Armenian Premier League
- Season: 2024–25
- Dates: 2 August 2024 – 31 May 2025
- Champions: Noah (1st title)
- Relegated: West Armenia
- Champions League: Noah
- Conference League: Ararat-Armenia Urartu Pyunik
- Matches: 165
- Goals: 518 (3.14 per match)
- Top goalscorer: Gonçalo Gregório (20)
- Biggest home win: Urartu 8-0 West Armenia (3 May 2025)
- Biggest away win: Alashkert 0–6 Noah (16 October 2024)
- Highest scoring: Noah 7–1 West Armenia (15 December 2024) Urartu 8-0 West Armenia (3 May 2025)
- Longest winning run: Noah (19)
- Longest unbeaten run: Noah (21)
- Longest winless run: Gandzasar Kapan (26)
- Longest losing run: Gandzasar Kapan (8)
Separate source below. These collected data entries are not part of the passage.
//! Hot-water cycle detection
//!
//! The switch valve diverts the heat pump to the domestic hot-water tank. A
//! valve reading of 1 preceded by 0 opens a cycle; the first 0 after it closes
//! the cycle. Detection is a single forward scan over an IDLE → ACTIVE → IDLE
//! state machine.
//!
//! Aggregation smears short valve blips into isolated buckets, so the minimum
//! accepted cycle length grows with the aggregation window of the valve
//! series (see [`min_cycle_duration`]).

use chrono::{DateTime, Duration, Utc};
use serde::{Deserialize, Serialize};
use tracing::{debug, info, warn};

use crate::energy::integrate_energy;
use crate::series::{seconds_between, Series};
use crate::types::{CycleRecord, CycleSummary, DataStatus, Outcome};
use crate::window::AggregationWindow;

/// Shortest accepted cycle for fine-grained (≤ 5 min) aggregation
pub const FINE_MIN_CYCLE_MINUTES: i64 = 5;

/// Shortest accepted cycle for coarser aggregation
pub const COARSE_MIN_CYCLE_MINUTES: i64 = 10;

/// Minimum cycle duration for a valve series aggregated with `window`.
///
/// Raw or ≤ 5 minute data: 5 minutes. Coarser data: 10 minutes.
pub fn min_cycle_duration(window: Option<AggregationWindow>) -> Duration {
    match window {
        Some(w) if w > AggregationWindow::minutes(FINE_MIN_CYCLE_MINUTES) => {
            Duration::minutes(COARSE_MIN_CYCLE_MINUTES)
        }
        _ => Duration::minutes(FINE_MIN_CYCLE_MINUTES),
    }
}

/// Valve and power series were aggregated with different windows, so cycle
/// energy is integrated at a different resolution than cycle boundaries.
#[derive(Debug, Clone, Copy, PartialEq, Eq, Serialize, Deserialize)]
pub struct GranularityMismatch {
    pub valve_window: AggregationWindow,
    pub power_window: AggregationWindow,
}

/// Everything a detection pass found
#[derive(Debug, Clone, Default, PartialEq, Serialize, Deserialize)]
pub struct CycleDetection {
    /// Cycles that passed the duration filter
    pub cycles: Vec<CycleRecord>,
    /// 0→1 valve transitions seen
    pub transitions: usize,
    /// Closed cycles rejected as shorter than the minimum duration
    pub filtered_short: usize,
    /// Cycles still open when the window ended
    pub incomplete: usize,
    /// Threshold used by the duration filter
    pub min_duration_minutes: f64,
    /// Elapsed span of the valve series (days)
    pub valve_span_days: f64,
    #[serde(default, skip_serializing_if = "Option::is_none")]
    pub granularity_mismatch: Option<GranularityMismatch>,
}

impl CycleDetection {
    /// Closed cycles, whether retained or filtered
    pub fn closed(&self) -> usize {
        self.cycles.len() + self.filtered_short
    }

    pub fn summary(&self) -> CycleSummary {
        let total_cycles = self.cycles.len();
        if total_cycles == 0 {
            return CycleSummary::default();
        }

        let avg_cycle_duration_minutes =
            self.cycles.iter().map(|c| c.duration_minutes).sum::<f64>() / total_cycles as f64;

        let (energy_sum, with_power) = self
            .cycles
            .iter()
            .filter(|c| c.power_samples > 0)
            .fold((0.0, 0usize), |(sum, n), c| (sum + c.energy_kwh, n + 1));
        let avg_energy_per_cycle_kwh = if with_power > 0 {
            energy_sum / with_power as f64
        } else {
            0.0
        };

        let cycles_per_day = if self.valve_span_days > 0.0 {
            total_cycles as f64 / self.valve_span_days
        } else {
            0.0
        };

        CycleSummary {
            total_cycles,
            avg_cycle_duration_minutes,
            avg_energy_per_cycle_kwh,
            cycles_per_day,
        }
    }
}

#[derive(Debug, Clone, Copy)]
enum ValveState {
    Idle,
    Active { start: DateTime<Utc> },
}

/// Detects hot-water cycles and attributes energy to them
#[derive(Debug, Clone, Copy)]
pub struct HotWaterCycleDetector {
    min_duration: Duration,
}

impl HotWaterCycleDetector {
    pub fn new(min_duration: Duration) -> Self {
        Self { min_duration }
    }

    /// Detector whose duration filter matches the aggregation of the valve data
    pub fn for_window(window: Option<AggregationWindow>) -> Self {
        Self::new(min_cycle_duration(window))
    }

    pub fn min_duration(&self) -> Duration {
        self.min_duration
    }

    /// Scan `valve` for cycles and integrate `power` over each accepted one
    pub fn detect(&self, valve: &Series, power: &Series) -> CycleDetection {
        let granularity_mismatch = match (valve.aggregation(), power.aggregation()) {
            (Some(valve_window), Some(power_window)) if valve_window != power_window => {
                warn!(
                    valve_window = %valve_window,
                    power_window = %power_window,
                    "valve and power series use different aggregation windows; cycle energy may be misattributed"
                );
                Some(GranularityMismatch {
                    valve_window,
                    power_window,
                })
            }
            _ => None,
        };

        let mut detection = CycleDetection {
            min_duration_minutes: self.min_duration.num_milliseconds() as f64 / 60_000.0,
            valve_span_days: valve
                .span()
                .map(|span| span.num_milliseconds() as f64 / 86_400_000.0)
                .unwrap_or(0.0),
            granularity_mismatch,
            ..Default::default()
        };

        let mut state = ValveState::Idle;
        let mut previous: Option<f64> = None;

        for point in valve.points() {
            state = match state {
                ValveState::Idle if point.value == 1.0 && previous == Some(0.0) => {
                    detection.transitions += 1;
                    ValveState::Active { start: point.time }
                }
                ValveState::Active { start } if point.value == 0.0 && point.time > start => {
                    self.close_cycle(start, point.time, power, &mut detection);
                    ValveState::Idle
                }
                unchanged => unchanged,
            };
            previous = Some(point.value);
        }

        if let ValveState::Active { start } = state {
            debug!(start = %start, "discarding hot-water cycle without a closing transition");
            detection.incomplete += 1;
        }

        detection
    }

    fn close_cycle(
        &self,
        start: DateTime<Utc>,
        end: DateTime<Utc>,
        power: &Series,
        detection: &mut CycleDetection,
    ) {
        let duration = end - start;
        let duration_minutes = seconds_between(start, end) / 60.0;

        if duration < self.min_duration {
            debug!(
                start = %start,
                duration_minutes,
                min_minutes = detection.min_duration_minutes,
                "filtered short hot-water cycle"
            );
            detection.filtered_short += 1;
            return;
        }

        let cycle_power = power.slice(start, end);
        let energy = integrate_energy(&cycle_power);
        debug!(
            start = %start,
            duration_minutes,
            energy_kwh = energy.total_kwh,
            "accepted hot-water cycle"
        );

        detection.cycles.push(CycleRecord {
            start_time: start,
            end_time: end,
            duration_minutes,
            energy_kwh: energy.total_kwh,
            power_samples: cycle_power.len(),
        });
    }
}

/// Detect cycles with a filter matched to the valve series' aggregation
pub fn detect_cycles(valve: &Series, power: &Series) -> CycleDetection {
    HotWaterCycleDetector::for_window(valve.aggregation()).detect(valve, power)
}

/// Summarize hot-water cycles, distinguishing "no valve data" from "no
/// valid cycles"
pub fn analyze_hot_water_cycles(
    detector: &HotWaterCycleDetector,
    valve: &Series,
    power: &Series,
) -> Outcome<CycleSummary> {
    if valve.is_empty() {
        info!("no valve data in window; hot-water summary is empty");
        return Outcome::no_data();
    }

    let detection = detector.detect(valve, power);
    info!(
        transitions = detection.transitions,
        valid = detection.cycles.len(),
        filtered_short = detection.filtered_short,
        incomplete = detection.incomplete,
        min_minutes = detection.min_duration_minutes,
        "hot-water cycle detection finished"
    );

    if detection.cycles.is_empty() {
        warn!(
            transitions = detection.transitions,
            filtered_short = detection.filtered_short,
            incomplete = detection.incomplete,
            "no valid hot-water cycles found"
        );
        return Outcome::no_valid_cycles();
    }

    Outcome {
        value: detection.summary(),
        status: DataStatus::Complete,
    }
}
= 2024–25 Armenian Premier League =

The 2024–25 Armenian Premier League, known as the Armenian Fastex Premier League (Հայաստանի Պրեմիեր Լիգա) for sponsorship reasons, was the 33rd season of the league since its establishment.

==Season events==
On 3 July, the Football Federation of Armenia announced that 11 teams would take part in this seasons Armenian Premier League, with BKMA Yerevan being saved from relegation and Gandzasar Kapan being promoted from Armenian First League, with each team playing each other three times.

On 13 September, Fastex was announced as the new title sponsor of the Armenian Premier League, for the next three seasons.

On 21 November, the Round 17 match between Pyunik and West Armenia was cancelled after West Armenia did not attend due to a protest by their players over late payment of salaries. On 6 December, the match was awarded as a 3-0 technical defeat in favour of Pyunik.

On 28 February, the Round 21 match between Ararat Yerevan and Gandzasar Kapan was abandoned due to crowd trouble.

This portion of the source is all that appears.